Three events which together constitute the good, the bad and the ugly sides of a medical breakthrough
’To habituate myself to the excitement, and to carry it on gradually, on December 26th I was enclosed in an air-tight breathing-box, of the capacity of about nine and one-half cubic feet, in the presence of Dr Kinglake.twenty quarts of nitrous oxide were thrown into the box.By degrees, as the pleasurable sensations increased, I lost all connection with external things; trains of vivid visible images rapidly passed through my mind and were connected with words in such a manner as to produce perceptions perfectly novel.I exclaimed to Dr Kinglake, "Nothing exists but thoughts! - the universe is composed of impressions, ideas, pleasures, and pains".’ Researches, chemical and philosophical, chiefly concerning nitrous oxide or dephlogisticated nitrous air and its respiration, Humphry Davy, London, 1800.
Though the Flashback column below this will undoubtedly celebrate a range of chemical anniversaries associated with this time of year, it may well overlook three events, which together constitute the good, the bad and the ugly sides of a medical breakthrough. The ’good’ anniversary is on 10 December; 161 years since an inspired piece of lateral thinking changed the relationship between chemistry and medicine for ever. The ’bad’ came the following year when a stroke of ill fortune almost stifled this medical breakthrough. Finally, the ’ugly’ part of the story (from the winter of 1847) involves a deranged genius, a bottle of sulfuric acid and some ladies of the night. Welcome to the strange story of Horace Wells.
As we’ve seen, Davy got quite verbose about the effects of nitrous oxide, so one dreads to think what word count was accumulated by his friend Peter Roget (of Thesaurus fame) when he tried to describe his experiences with it. Roget was but one of many associates of the great man who cottoned on to the recreational uses of the gas, well before its potential as an anaesthetic were realised. But, ironically, it’s after the recreational use turned to medical that the saddest story rears its head.

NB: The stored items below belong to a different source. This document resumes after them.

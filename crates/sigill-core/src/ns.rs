#![forbid(unsafe_code)]

//! Namespace URIs and the element and attribute names read from
//! `<Signature>` and `<KeyInfo>`.
//!
//! Element names are grouped by the namespace that defines them. Readers
//! also accept `ECKeyValue` and `X509Digest` under the 1.0 namespace, but
//! `DEREncodedKeyValue` only under 1.1.

pub const DSIG: &str = "http://www.w3.org/2000/09/xmldsig#";
pub const DSIG11: &str = "http://www.w3.org/2009/xmldsig11#";

/// Carries `<InclusiveNamespaces PrefixList="...">`.
pub const EXC_C14N: &str = "http://www.w3.org/2001/10/xml-exc-c14n#";

/// Bound to the `xml` prefix without a declaration.
pub const XML: &str = "http://www.w3.org/XML/1998/namespace";

// ── Element names ────────────────────────────────────────────────────

pub mod node {
    // <Signature> structure, DSIG
    pub const SIGNATURE: &str = "Signature";
    pub const SIGNED_INFO: &str = "SignedInfo";
    pub const SIGNATURE_VALUE: &str = "SignatureValue";
    pub const CANONICALIZATION_METHOD: &str = "CanonicalizationMethod";
    pub const SIGNATURE_METHOD: &str = "SignatureMethod";
    pub const HMAC_OUTPUT_LENGTH: &str = "HMACOutputLength";
    pub const REFERENCE: &str = "Reference";
    pub const TRANSFORMS: &str = "Transforms";
    pub const TRANSFORM: &str = "Transform";
    pub const DIGEST_METHOD: &str = "DigestMethod";
    pub const DIGEST_VALUE: &str = "DigestValue";

    // EXC_C14N
    pub const INCLUSIVE_NAMESPACES: &str = "InclusiveNamespaces";

    // <KeyInfo> children and key values, DSIG
    pub const KEY_INFO: &str = "KeyInfo";
    pub const KEY_NAME: &str = "KeyName";
    pub const KEY_VALUE: &str = "KeyValue";
    pub const RSA_KEY_VALUE: &str = "RSAKeyValue";
    pub const RSA_MODULUS: &str = "Modulus";
    pub const RSA_EXPONENT: &str = "Exponent";

    // <X509Data> and its criteria, DSIG
    pub const X509_DATA: &str = "X509Data";
    pub const X509_CERTIFICATE: &str = "X509Certificate";
    pub const X509_SUBJECT_NAME: &str = "X509SubjectName";
    pub const X509_ISSUER_SERIAL: &str = "X509IssuerSerial";
    pub const X509_ISSUER_NAME: &str = "X509IssuerName";
    pub const X509_SERIAL_NUMBER: &str = "X509SerialNumber";
    pub const X509_SKI: &str = "X509SKI";

    // DSIG11
    pub const DER_ENCODED_KEY_VALUE: &str = "DEREncodedKeyValue";
    pub const EC_KEY_VALUE: &str = "ECKeyValue";
    pub const NAMED_CURVE: &str = "NamedCurve";
    pub const PUBLIC_KEY: &str = "PublicKey";
    pub const X509_DIGEST: &str = "X509Digest";
}

// ── Attribute names ──────────────────────────────────────────────────

pub mod attr {
    pub const URI: &str = "URI";
    pub const ALGORITHM: &str = "Algorithm";
    pub const PREFIX_LIST: &str = "PrefixList";
}
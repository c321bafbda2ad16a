#![forbid(unsafe_code)]

//! DSig context: where keys come from and which policy applies.

use sigill_core::{ns, Error};
use sigill_crypto::MacPolicy;
use sigill_keys::{default_sink, Key, KeyInfo, KeyResolverChain, SharedSink, StorageResolver};
use sigill_xml::{EventArena, NodeId};

/// ID attribute names recognised on every document.
pub const DEFAULT_ID_ATTRS: [&str; 3] = ["Id", "ID", "id"];

/// Context for XML-DSig operations.
pub struct DsigContext {
    /// Resolvers consulted when no key is supplied.
    pub chain: KeyResolverChain,
    /// Certificate storage handed to the resolvers.
    pub storage: Option<StorageResolver>,
    /// Key used directly, bypassing the chain.
    pub key: Option<Key>,
    /// MAC output-length policy.
    pub policy: MacPolicy,
    /// Additional ID attribute names, as un-namespaced or prefixed names.
    pub id_attrs: Vec<String>,
    sink: SharedSink,
}

impl DsigContext {
    /// Default resolver chain, no storage, strict MAC policy.
    pub fn new() -> Self {
        let sink = default_sink();
        Self {
            chain: KeyResolverChain::default_chain().with_sink(sink.clone()),
            storage: None,
            key: None,
            policy: MacPolicy::default(),
            id_attrs: Vec::new(),
            sink,
        }
    }

    /// Context that always uses `key`.
    pub fn with_key(key: Key) -> Self {
        Self {
            key: Some(key),
            ..Self::new()
        }
    }

    pub fn chain(mut self, chain: KeyResolverChain) -> Self {
        self.chain = chain.with_sink(self.sink.clone());
        self
    }

    pub fn storage(mut self, storage: StorageResolver) -> Self {
        self.storage = Some(storage);
        self
    }

    pub fn policy(mut self, policy: MacPolicy) -> Self {
        self.policy = policy;
        self
    }

    /// Route resolver diagnostics to `sink`.
    pub fn sink(mut self, sink: SharedSink) -> Self {
        self.chain = std::mem::take(&mut self.chain).with_sink(sink.clone());
        self.sink = sink;
        self
    }

    /// Add an ID attribute name to register during processing.
    pub fn add_id_attr(&mut self, name: &str) {
        self.id_attrs.push(name.to_owned());
    }

    /// The defaults followed by the extra names.
    pub(crate) fn all_id_attrs(&self) -> Vec<&str> {
        DEFAULT_ID_ATTRS
            .iter()
            .copied()
            .chain(self.id_attrs.iter().map(String::as_str))
            .collect()
    }

    /// The supplied key, else the chain run over `<KeyInfo>` of `signature`.
    pub(crate) fn resolve_key(&self, arena: &EventArena, signature: NodeId) -> Result<Key, Error> {
        if let Some(key) = &self.key {
            return Ok(key.clone());
        }
        let key_info = match arena.find_child(signature, ns::DSIG, ns::node::KEY_INFO) {
            Some(node) => KeyInfo::from_events(arena, node)?,
            None => KeyInfo::new(),
        };
        Ok(self.chain.resolve(&key_info, self.storage.as_ref())?)
    }
}

impl Default for DsigContext {
    fn default() -> Self {
        Self::new()
    }
}

impl std::fmt::Debug for DsigContext {
    fn fmt(&self, f: &mut std::fmt::Formatter<'_>) -> std::fmt::Result {
        f.debug_struct("DsigContext")
            .field("chain", &self.chain)
            .field("storage", &self.storage)
            .field("key", &self.key.as_ref().map(|k| &k.data))
            .field("policy", &self.policy)
            .field("id_attrs", &self.id_attrs)
            .finish()
    }
}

If you want the perfect summation of the life of Wells, look no further than the triptychal The discovery of anaesthesia by Spanish artist Cecilio Pla (1906). This can be viewed online, as part of an excellent paper by Avelino Franco et al on the painting (Anesthesiology, 1998, 88, 1387).
In it we see the three key stages of the Wells story, the first of which was his realisation that the laughing gas demonstration he witnessed in 1844 could actually hold the key to anaesthesia. The painting’s right hand panel shows the humiliation of his failed demonstration of this effect at Massachusetts General Hospital; evidently the quantities of gas administered were too low, leaving the assembled medical fraternity distinctly underwhelmed and the poor patient hardly ’under’ at all. Finally, the centrepiece reveals his lonely suicide in a prison bath tub.
Fortunately, perhaps, the artist chose not to include a depiction of a chloroform-addled Wells lobbing sulfuric acid at a couple of New York prostitutes. This was the incident which resulted in Wells being banged up in the city’s notorious Tombs Prison; only recently built, this institution was by all accounts as forbidding as its name would suggest. Indeed, a few years after Wells’ incarceration a police department physician, one Dr Jones, admitted that a ’more miserable, unhealthy, and horrible dungeon cannot well be conceived of’. So it’s maybe no surprise that Wells’ life descended to its grisly denouement and the deliberate slicing of his femoral artery. Even as he lay dying, a letter announcing his elevation to honorary membership of the Medical Society of Paris was on its way - he never got to see it. One can but hope that, as his life ebbed away aged just 33, a man who’d had more than his fair share of Davy’s ’impressions, ideas, pleasures, and pains’ finally experienced some of the solace that his discovery bequeathed to others.